[Activity]
Copy, from the data below, each line that has the word "BTreeMap".

-.-.-

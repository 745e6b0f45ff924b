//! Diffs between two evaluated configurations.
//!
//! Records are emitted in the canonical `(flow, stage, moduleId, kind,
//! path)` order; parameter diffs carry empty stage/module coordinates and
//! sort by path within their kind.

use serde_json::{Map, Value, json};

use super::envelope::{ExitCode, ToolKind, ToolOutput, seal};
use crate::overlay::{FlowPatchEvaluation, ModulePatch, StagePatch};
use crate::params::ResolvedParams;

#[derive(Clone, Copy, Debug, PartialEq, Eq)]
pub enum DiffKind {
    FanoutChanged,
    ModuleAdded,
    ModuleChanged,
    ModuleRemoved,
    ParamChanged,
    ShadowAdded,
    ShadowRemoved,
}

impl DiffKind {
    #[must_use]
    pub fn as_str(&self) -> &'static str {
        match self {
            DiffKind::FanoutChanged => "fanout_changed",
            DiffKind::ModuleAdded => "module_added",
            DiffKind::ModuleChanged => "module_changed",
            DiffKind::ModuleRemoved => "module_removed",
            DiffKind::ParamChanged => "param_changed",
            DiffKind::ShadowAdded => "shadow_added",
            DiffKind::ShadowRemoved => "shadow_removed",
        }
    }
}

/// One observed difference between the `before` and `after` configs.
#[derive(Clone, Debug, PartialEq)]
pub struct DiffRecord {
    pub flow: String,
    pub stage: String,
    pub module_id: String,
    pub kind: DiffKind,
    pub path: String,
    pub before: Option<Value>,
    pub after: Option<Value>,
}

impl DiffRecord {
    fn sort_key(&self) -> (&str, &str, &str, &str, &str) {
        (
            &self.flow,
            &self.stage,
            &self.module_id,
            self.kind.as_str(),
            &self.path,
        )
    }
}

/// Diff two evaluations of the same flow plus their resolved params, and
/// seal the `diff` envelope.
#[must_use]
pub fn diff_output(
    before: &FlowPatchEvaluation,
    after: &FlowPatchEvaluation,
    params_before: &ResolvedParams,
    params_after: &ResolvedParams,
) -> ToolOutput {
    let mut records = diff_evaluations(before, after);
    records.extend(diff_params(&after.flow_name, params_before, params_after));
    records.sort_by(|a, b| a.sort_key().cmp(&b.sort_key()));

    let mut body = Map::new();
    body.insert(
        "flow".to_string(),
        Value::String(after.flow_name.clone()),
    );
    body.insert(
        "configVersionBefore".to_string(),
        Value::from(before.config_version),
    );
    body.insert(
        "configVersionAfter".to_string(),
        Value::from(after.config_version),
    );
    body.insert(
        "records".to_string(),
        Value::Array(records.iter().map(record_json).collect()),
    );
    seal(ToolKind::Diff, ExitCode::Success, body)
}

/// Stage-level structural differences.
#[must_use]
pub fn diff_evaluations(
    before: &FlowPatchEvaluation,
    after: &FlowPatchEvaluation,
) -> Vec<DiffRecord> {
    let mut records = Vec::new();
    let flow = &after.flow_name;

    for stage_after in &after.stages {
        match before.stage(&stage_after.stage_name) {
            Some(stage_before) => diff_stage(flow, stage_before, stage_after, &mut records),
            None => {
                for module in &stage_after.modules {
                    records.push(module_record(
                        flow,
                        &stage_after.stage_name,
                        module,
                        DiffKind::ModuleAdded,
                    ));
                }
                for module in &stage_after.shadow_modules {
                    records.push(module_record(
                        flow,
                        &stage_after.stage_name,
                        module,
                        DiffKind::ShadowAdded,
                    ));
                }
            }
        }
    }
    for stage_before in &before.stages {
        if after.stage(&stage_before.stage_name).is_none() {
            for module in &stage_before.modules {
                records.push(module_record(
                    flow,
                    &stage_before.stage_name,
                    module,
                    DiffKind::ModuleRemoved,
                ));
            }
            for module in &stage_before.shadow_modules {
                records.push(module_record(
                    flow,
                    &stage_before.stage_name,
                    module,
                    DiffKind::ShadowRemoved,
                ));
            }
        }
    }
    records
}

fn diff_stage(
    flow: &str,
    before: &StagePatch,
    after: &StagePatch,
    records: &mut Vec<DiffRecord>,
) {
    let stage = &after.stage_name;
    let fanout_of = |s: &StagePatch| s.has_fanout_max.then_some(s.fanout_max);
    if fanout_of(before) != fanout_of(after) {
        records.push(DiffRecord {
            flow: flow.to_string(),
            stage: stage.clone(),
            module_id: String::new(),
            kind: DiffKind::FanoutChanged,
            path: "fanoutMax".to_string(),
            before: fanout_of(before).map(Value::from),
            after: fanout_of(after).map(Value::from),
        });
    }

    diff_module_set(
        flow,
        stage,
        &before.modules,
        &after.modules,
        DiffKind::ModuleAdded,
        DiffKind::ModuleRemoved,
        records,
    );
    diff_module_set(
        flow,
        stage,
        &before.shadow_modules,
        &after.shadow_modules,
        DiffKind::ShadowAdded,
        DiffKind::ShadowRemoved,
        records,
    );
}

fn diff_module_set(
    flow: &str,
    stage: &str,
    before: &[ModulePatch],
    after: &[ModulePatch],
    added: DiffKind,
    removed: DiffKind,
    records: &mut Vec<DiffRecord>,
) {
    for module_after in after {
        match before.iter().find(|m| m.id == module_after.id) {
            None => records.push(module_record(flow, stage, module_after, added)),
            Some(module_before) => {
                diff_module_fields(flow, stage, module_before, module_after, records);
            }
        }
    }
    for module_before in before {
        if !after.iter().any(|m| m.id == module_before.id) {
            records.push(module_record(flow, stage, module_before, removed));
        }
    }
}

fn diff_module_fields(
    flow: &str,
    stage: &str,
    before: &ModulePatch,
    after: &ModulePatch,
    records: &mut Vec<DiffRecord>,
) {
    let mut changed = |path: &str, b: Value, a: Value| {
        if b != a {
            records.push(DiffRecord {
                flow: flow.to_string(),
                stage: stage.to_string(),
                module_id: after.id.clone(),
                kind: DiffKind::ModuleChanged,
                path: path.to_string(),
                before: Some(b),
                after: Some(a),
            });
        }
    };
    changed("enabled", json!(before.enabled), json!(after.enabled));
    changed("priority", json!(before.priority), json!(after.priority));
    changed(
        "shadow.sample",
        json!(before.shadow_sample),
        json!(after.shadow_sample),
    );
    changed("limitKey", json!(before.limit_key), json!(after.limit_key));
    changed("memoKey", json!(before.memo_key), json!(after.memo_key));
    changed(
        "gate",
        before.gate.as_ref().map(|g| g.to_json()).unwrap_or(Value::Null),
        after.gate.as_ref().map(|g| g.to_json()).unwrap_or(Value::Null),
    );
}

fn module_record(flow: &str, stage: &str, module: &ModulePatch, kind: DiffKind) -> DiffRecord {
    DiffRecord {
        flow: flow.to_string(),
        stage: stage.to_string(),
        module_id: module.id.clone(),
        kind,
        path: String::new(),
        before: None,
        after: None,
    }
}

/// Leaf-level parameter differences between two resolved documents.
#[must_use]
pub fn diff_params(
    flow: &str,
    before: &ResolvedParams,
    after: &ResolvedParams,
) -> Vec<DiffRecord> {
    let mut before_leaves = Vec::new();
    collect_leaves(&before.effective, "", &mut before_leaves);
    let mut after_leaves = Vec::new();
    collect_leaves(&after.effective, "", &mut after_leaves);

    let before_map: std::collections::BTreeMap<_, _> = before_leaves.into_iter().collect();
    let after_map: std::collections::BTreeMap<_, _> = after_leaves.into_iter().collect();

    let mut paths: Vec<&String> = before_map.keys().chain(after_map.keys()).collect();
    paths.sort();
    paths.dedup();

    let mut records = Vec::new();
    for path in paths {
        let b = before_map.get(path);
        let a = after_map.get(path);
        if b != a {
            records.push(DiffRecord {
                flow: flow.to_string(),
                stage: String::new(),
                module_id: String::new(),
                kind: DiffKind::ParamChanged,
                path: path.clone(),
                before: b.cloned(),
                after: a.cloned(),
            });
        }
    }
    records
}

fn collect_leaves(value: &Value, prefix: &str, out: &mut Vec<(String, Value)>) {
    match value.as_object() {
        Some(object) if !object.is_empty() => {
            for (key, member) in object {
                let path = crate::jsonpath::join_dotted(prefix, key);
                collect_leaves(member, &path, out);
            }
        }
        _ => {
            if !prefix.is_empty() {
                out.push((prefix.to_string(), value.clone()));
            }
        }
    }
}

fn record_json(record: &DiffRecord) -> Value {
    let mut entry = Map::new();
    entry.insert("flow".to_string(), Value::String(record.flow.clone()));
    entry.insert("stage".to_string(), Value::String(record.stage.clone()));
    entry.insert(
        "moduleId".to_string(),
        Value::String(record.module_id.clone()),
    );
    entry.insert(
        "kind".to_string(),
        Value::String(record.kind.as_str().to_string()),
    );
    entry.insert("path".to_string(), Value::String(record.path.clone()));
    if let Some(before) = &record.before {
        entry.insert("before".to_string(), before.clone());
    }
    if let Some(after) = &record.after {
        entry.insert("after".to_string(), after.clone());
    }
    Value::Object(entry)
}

-.-.-

[Solution below]
    let before_map: std::collections::BTreeMap<_, _> = before_leaves.into_iter().collect();
    let after_map: std::collections::BTreeMap<_, _> = after_leaves.into_iter().collect();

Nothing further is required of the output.